How to wrap the dumplings?

Wrapping these dumplings takes a lot of effort and patience as it can be rather tricky. You have to use two leaves to overlap each other to create a bigger surface.

Place one bamboo leaf over the other
Place one bamboo leaf over the other

As shown above, always place bottom leaf over the top leaf and not the other way around. Doing it otherwise will create empty pockets when folded into a cone, which should be avoided.

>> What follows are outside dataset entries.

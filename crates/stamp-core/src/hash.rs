//! Content hashing for before/after file comparison
//!
//! Provides [`ContentHash`], a 32-byte Blake3 digest of raw file bytes.

use std::fmt::{self, Display, Formatter};

/// A 32-byte content hash (Blake3)
#[derive(Debug, Clone, Copy, PartialEq, Eq, PartialOrd, Ord, Hash, Default)]
pub struct ContentHash([u8; 32]);

impl ContentHash {
    /// Create a new `ContentHash` from raw bytes
    #[inline]
    #[must_use]
    pub const fn new(bytes: [u8; 32]) -> Self {
        Self(bytes)
    }

    /// Get reference to the underlying bytes
    #[inline]
    #[must_use]
    pub const fn as_bytes(&self) -> &[u8; 32] {
        &self.0
    }

    /// Compute Blake3 hash of arbitrary data
    #[inline]
    #[must_use]
    pub fn compute(data: &[u8]) -> Self {
        let hash = blake3::hash(data);
        Self::new(*hash.as_bytes())
    }

    /// Short string representation (first 16 hex chars)
    #[inline]
    #[must_use]
    pub fn short(&self) -> String {
        hex::encode(&self.0[..8])
    }
}

impl Display for ContentHash {
    fn fmt(&self, f: &mut Formatter<'_>) -> fmt::Result {
        write!(f, "{}", hex::encode(self.0))
    }
}

#[cfg(test)]
mod tests {
    use super::*;

    #[test]
    fn compute_is_deterministic() {
        let h1 = ContentHash::compute(b"[]");
        let h2 = ContentHash::compute(b"[]");
        assert_eq!(h1, h2);
    }

    #[test]
    fn different_bytes_differ() {
        let h1 = ContentHash::compute(b"[]");
        let h2 = ContentHash::compute(b"[ ]");
        assert_ne!(h1, h2);
    }

    #[test]
    fn short_is_display_prefix() {
        let hash = ContentHash::compute(b"tickers");
        let short = hash.short();
        assert_eq!(short.len(), 16);
        assert!(hash.to_string().starts_with(&short));
        assert_eq!(hash.to_string().len(), 64);
    }
}
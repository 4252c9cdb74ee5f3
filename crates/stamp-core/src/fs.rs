//! File ingress and egress
//!
//! The file is read fully and closed before it is opened for writing; no
//! handle is held across both phases and no lock is taken.

use crate::config::WriteMode;
use crate::error::{LoadError, StoreError};
use std::io::Write;
use std::path::Path;
use tracing::debug;

/// Read the whole file as UTF-8 text
///
/// # Errors
/// - `LoadError::NotFound` if the path does not exist
/// - `LoadError::Io` if the file cannot be read or is not UTF-8
pub fn load_text(path: &Path) -> Result<String, LoadError> {
    let text = std::fs::read_to_string(path).map_err(|e| LoadError::io_error(path, e))?;
    debug!(path = %path.display(), bytes = text.len(), "read input file");
    Ok(text)
}

/// Write `text` to `path`, replacing prior contents
///
/// `WriteMode::InPlace` truncates and writes; a failure partway may leave the
/// file truncated. `WriteMode::Atomic` writes a temp file in the same
/// directory and renames it over `path`.
///
/// # Errors
/// - `StoreError::Io` if the in-place write fails
/// - `StoreError::Staging` if the atomic temp file cannot be written
/// - `StoreError::Persist` if the atomic rename fails
pub fn write_text(path: &Path, text: &str, mode: WriteMode) -> Result<(), StoreError> {
    match mode {
        WriteMode::InPlace => {
            std::fs::write(path, text).map_err(|e| StoreError::io_error(path, e))?;
        }
        WriteMode::Atomic => write_atomic(path, text)?,
    }
    debug!(path = %path.display(), bytes = text.len(), %mode, "wrote output file");
    Ok(())
}

fn write_atomic(path: &Path, text: &str) -> Result<(), StoreError> {
    // Rename replaces a symlink itself; write through to what it points at.
    let target = std::fs::canonicalize(path).unwrap_or_else(|_| path.to_path_buf());
    let dir = match target.parent() {
        Some(parent) if !parent.as_os_str().is_empty() => parent,
        _ => Path::new("."),
    };

    let mut tmp =
        tempfile::NamedTempFile::new_in(dir).map_err(|e| StoreError::staging(path, e))?;
    tmp.write_all(text.as_bytes())
        .and_then(|()| tmp.as_file().sync_all())
        .map_err(|e| StoreError::staging(path, e))?;

    // Temp files are created owner-only; carry over the target's mode.
    if let Ok(meta) = std::fs::metadata(&target) {
        std::fs::set_permissions(tmp.path(), meta.permissions())
            .map_err(|e| StoreError::staging(path, e))?;
    }

    tmp.persist(&target).map_err(|e| StoreError::Persist {
        path: path.to_path_buf(),
        source: e.error,
    })?;
    Ok(())
}
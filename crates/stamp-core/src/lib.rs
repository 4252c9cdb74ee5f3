//! json-stamp core
//!
//! Sets a constant field on every object of a JSON array file and writes the
//! array back to the same file.
//!
//! # Core Operations
//!
//! - **Ingress**: read the file and decode it as JSON
//! - **Shape check**: require an array of objects, failing on the first
//!   element that is not an object
//! - **Stamp**: set the field on every record, in order
//! - **Egress**: render with 2-space indentation and overwrite the file
//!
//! # Example
//!
//! ```rust,no_run
//! use stamp_core::{Annotator, StampConfig};
//!
//! # fn example() -> Result<(), stamp_core::StampError> {
//! let config = StampConfig::new().with_file_path("tickers.json");
//! let report = Annotator::new(config).run()?;
//! println!("stamped {} records", report.outcome.records);
//! # Ok(())
//! # }
//! ```

#![warn(missing_docs)]
#![warn(unreachable_pub)]

pub mod annotator;
pub mod codec;
pub mod config;
pub mod document;
pub mod error;
pub mod fs;
pub mod hash;

// Re-exports for convenience
pub use annotator::{Annotator, StampReport};
pub use codec::JsonCodec;
pub use config::{
    StampConfig, WriteMode, DEFAULT_FIELD_NAME, DEFAULT_FIELD_VALUE, DEFAULT_FILE_PATH,
};
pub use document::{Document, Record, StampOutcome};
pub use error::{ConfigError, LoadError, ShapeError, StampError, StampResult, StoreError};
pub use hash::ContentHash;

/// Version of this crate
pub const VERSION: &str = env!("CARGO_PKG_VERSION");

/// Prelude module for common imports
pub mod prelude {
    //! Common imports for working with json-stamp
    pub use crate::annotator::{Annotator, StampReport};
    pub use crate::config::{StampConfig, WriteMode};
    pub use crate::document::{Document, StampOutcome};
    pub use crate::error::{StampError, StampResult};
}
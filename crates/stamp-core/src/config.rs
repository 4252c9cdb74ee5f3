//! Stamp configuration
//!
//! Defaults reproduce the reference invocation: `tickers.json`,
//! `assetType`, `stocks`, in-place write.

use crate::error::ConfigError;
use serde::{Deserialize, Serialize};
use std::path::{Path, PathBuf};

/// Default input/output file
pub const DEFAULT_FILE_PATH: &str = "tickers.json";

/// Default field name stamped onto every record
pub const DEFAULT_FIELD_NAME: &str = "assetType";

/// Default field value stamped onto every record
pub const DEFAULT_FIELD_VALUE: &str = "stocks";

/// How the rendered document reaches the file
#[derive(Debug, Clone, Copy, PartialEq, Eq, Default, Serialize, Deserialize)]
#[serde(rename_all = "kebab-case")]
pub enum WriteMode {
    /// Truncate the file and write in place
    #[default]
    InPlace,
    /// Write a sibling temp file, then rename it over the target
    Atomic,
}

impl std::fmt::Display for WriteMode {
    fn fmt(&self, f: &mut std::fmt::Formatter<'_>) -> std::fmt::Result {
        match self {
            Self::InPlace => write!(f, "in-place"),
            Self::Atomic => write!(f, "atomic"),
        }
    }
}

/// Stamp configuration
#[derive(Debug, Clone, PartialEq, Eq, Serialize, Deserialize)]
#[serde(rename_all = "camelCase", default, deny_unknown_fields)]
pub struct StampConfig {
    /// File read and then overwritten
    pub file_path: PathBuf,
    /// Key set on every record
    pub field_name: String,
    /// String value assigned to the key
    pub field_value: String,
    /// Egress strategy
    pub write_mode: WriteMode,
    /// Escape non-ASCII characters as `\uXXXX` in the output
    pub ensure_ascii: bool,
}

impl StampConfig {
    /// Create default configuration
    #[inline]
    #[must_use]
    pub fn new() -> Self {
        Self::default()
    }

    /// Parse configuration from TOML text
    ///
    /// Missing keys fall back to defaults.
    ///
    /// # Errors
    /// Returns `ConfigError::Toml` on invalid TOML or unknown keys
    pub fn from_toml_str(text: &str) -> Result<Self, ConfigError> {
        Ok(toml::from_str(text)?)
    }

    /// Load configuration from a TOML file
    ///
    /// # Errors
    /// - `ConfigError::Read` if the file cannot be read
    /// - `ConfigError::Toml` on invalid TOML or unknown keys
    pub fn from_toml_file(path: impl AsRef<Path>) -> Result<Self, ConfigError> {
        let path = path.as_ref();
        let text = std::fs::read_to_string(path).map_err(|source| ConfigError::Read {
            path: path.to_path_buf(),
            source,
        })?;
        Self::from_toml_str(&text)
    }

    /// With file path
    #[inline]
    #[must_use]
    pub fn with_file_path(mut self, path: impl Into<PathBuf>) -> Self {
        self.file_path = path.into();
        self
    }

    /// With field name
    #[inline]
    #[must_use]
    pub fn with_field_name(mut self, name: impl Into<String>) -> Self {
        self.field_name = name.into();
        self
    }

    /// With field value
    #[inline]
    #[must_use]
    pub fn with_field_value(mut self, value: impl Into<String>) -> Self {
        self.field_value = value.into();
        self
    }

    /// With write mode
    #[inline]
    #[must_use]
    pub fn with_write_mode(mut self, mode: WriteMode) -> Self {
        self.write_mode = mode;
        self
    }

    /// With non-ASCII escaping on or off
    #[inline]
    #[must_use]
    pub fn with_ensure_ascii(mut self, ensure_ascii: bool) -> Self {
        self.ensure_ascii = ensure_ascii;
        self
    }

    /// Check the configuration before any file is touched
    ///
    /// # Errors
    /// Returns `ConfigError::EmptyFieldName` if the field name is empty
    pub fn validate(&self) -> Result<(), ConfigError> {
        if self.field_name.is_empty() {
            return Err(ConfigError::EmptyFieldName);
        }
        Ok(())
    }
}

impl Default for StampConfig {
    fn default() -> Self {
        Self {
            file_path: PathBuf::from(DEFAULT_FILE_PATH),
            field_name: DEFAULT_FIELD_NAME.to_string(),
            field_value: DEFAULT_FIELD_VALUE.to_string(),
            write_mode: WriteMode::InPlace,
            ensure_ascii: false,
        }
    }
}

To create the cone shape, bring up both sides of the leaves and push one side towards you and the other to the back.

Create a cone
Create a cone

Ready to be filled
Ready to be filled

Once the cone is filled, the large surface on top (the ends of the leaves) will be folded over. Ensure they are not wrapped too tightly because the glutinous rice expands as it cooks. However, if it is loosely wrapped, the glutinous rice and filling may spill during the cooking process.

If this is your first time wrapping rice dumplings, secure it with an extra string to ensure that they will not unwrap while cooking. I‘ve heard of so many stories where the dumplings opened during the cooking process. That‘s all the hard work down the drain!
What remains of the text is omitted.